//! Event Channels
//!
//! The hypervisor's asynchronous notification primitive: inter-domain signaling, virtual and
//! physical interrupt delivery, and hypervisor-to-guest wakeups all go through ports allocated
//! from a per-domain table.
//!
//! Lock order, from outermost to innermost:
//! 1. domain event locks, by ascending domain ID;
//! 2. channel write locks, by ascending `(domain ID, port)`.
//!
//! The delivery paths never wait on a channel lock: they try a read lock and drop the event if a
//! transition is in progress.
#![cfg_attr(not(test), no_std)]

extern crate alloc;

pub mod abi;
mod binding;
mod channel;
mod consumer;
mod debug;
mod domain;
mod error;
mod ids;
mod notify;
mod platform;
mod table;
mod teardown;

#[cfg(test)]
mod tests;

use alloc::collections::BTreeMap;
use alloc::sync::Arc;

use spin::RwLock;

pub use binding::{ChannelStatus, StatusKind};
pub use channel::{Channel, ChannelFlags, ChannelKind};
pub use consumer::{ConsumerTag, NotifyFn};
pub use debug::PortsDump;
pub use domain::{Domain, DomainConfig, Vcpu};
pub use error::{EvtchnError, Progress};
pub use ids::{DomainId, Pirq, Port, VcpuId, Virq};
pub use platform::{Action, NoPlatform, Platform};
pub use table::PortTable;
pub use teardown::destroy_final;

use crate::consumer::ConsumerRegistry;

/// Configuration for the static sizes of the engine.
pub mod config {
    pub const PORTS_PER_BUCKET: usize = 64;
    pub const BUCKETS_PER_GROUP: usize = 8;
    pub const PORTS_PER_GROUP: usize = PORTS_PER_BUCKET * BUCKETS_PER_GROUP;
    pub const NR_GROUPS: usize = 8;
    /// The 2-level ABI: 64 selector bits, each covering a word of 64 ports.
    pub const MAX_PORTS: usize = PORTS_PER_GROUP * NR_GROUPS;
    pub const BITS_PER_WORD: usize = 64;

    pub const NR_VIRQS: usize = 24;
    pub const NR_CONSUMERS: usize = 8;
    pub const DEFAULT_NR_PIRQS: u32 = 256;

    /// Number of ports closed between two preemption checks of bulk walks.
    pub const PREEMPT_BATCH: u32 = 64;

    pub const DEFAULT_PRIORITY: u8 = 7;
    pub const LOWEST_PRIORITY: u8 = 15;
}

// ————————————————————————————————— Engine ————————————————————————————————— //

pub struct EvtchnEngine<P: Platform> {
    platform: P,
    domains: RwLock<BTreeMap<DomainId, Arc<Domain>>>,
    consumers: ConsumerRegistry,
}

impl<P: Platform> EvtchnEngine<P> {
    pub fn new(platform: P) -> Self {
        Self {
            platform,
            domains: RwLock::new(BTreeMap::new()),
            consumers: ConsumerRegistry::new(),
        }
    }

    pub fn platform(&self) -> &P {
        &self.platform
    }

    /// Register a domain and initialize its event channels.
    pub fn create_domain(
        &self,
        id: DomainId,
        config: DomainConfig,
    ) -> Result<Arc<Domain>, EvtchnError> {
        log::trace!("Create domain {}", id);

        if id == DomainId::SELF {
            return Err(EvtchnError::InvalidArgument);
        }
        let mut domains = self.domains.write();
        if domains.contains_key(&id) {
            log::warn!("Domain {} already exists", id);
            return Err(EvtchnError::AlreadyExists);
        }

        let domain = Arc::new(Domain::new(id, config)?);
        domains.insert(id, Arc::clone(&domain));
        Ok(domain)
    }

    /// Look up a domain. The returned reference keeps the domain alive.
    pub fn domain(&self, id: DomainId) -> Result<Arc<Domain>, EvtchnError> {
        self.domains
            .read()
            .get(&id)
            .cloned()
            .ok_or(EvtchnError::NoSuchDomain)
    }

    pub fn domain_ids(&self) -> alloc::vec::Vec<DomainId> {
        self.domains.read().keys().copied().collect()
    }

    /// Register a hypervisor-internal consumer, to be used with internal unbound ports.
    pub fn register_consumer(&self, notify: NotifyFn) -> Result<ConsumerTag, EvtchnError> {
        self.consumers.register(notify)
    }
}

* WHAT THE TASK REQUIRES *
For each line of the data that has the word "DomainId", report that line.

* OUTPUT OF THE TASK *
pub use ids::{DomainId, Pirq, Port, VcpuId, Virq};
    domains: RwLock<BTreeMap<DomainId, Arc<Domain>>>,
        id: DomainId,
        if id == DomainId::SELF {
    pub fn domain(&self, id: DomainId) -> Result<Arc<Domain>, EvtchnError> {
    pub fn domain_ids(&self) -> alloc::vec::Vec<DomainId> {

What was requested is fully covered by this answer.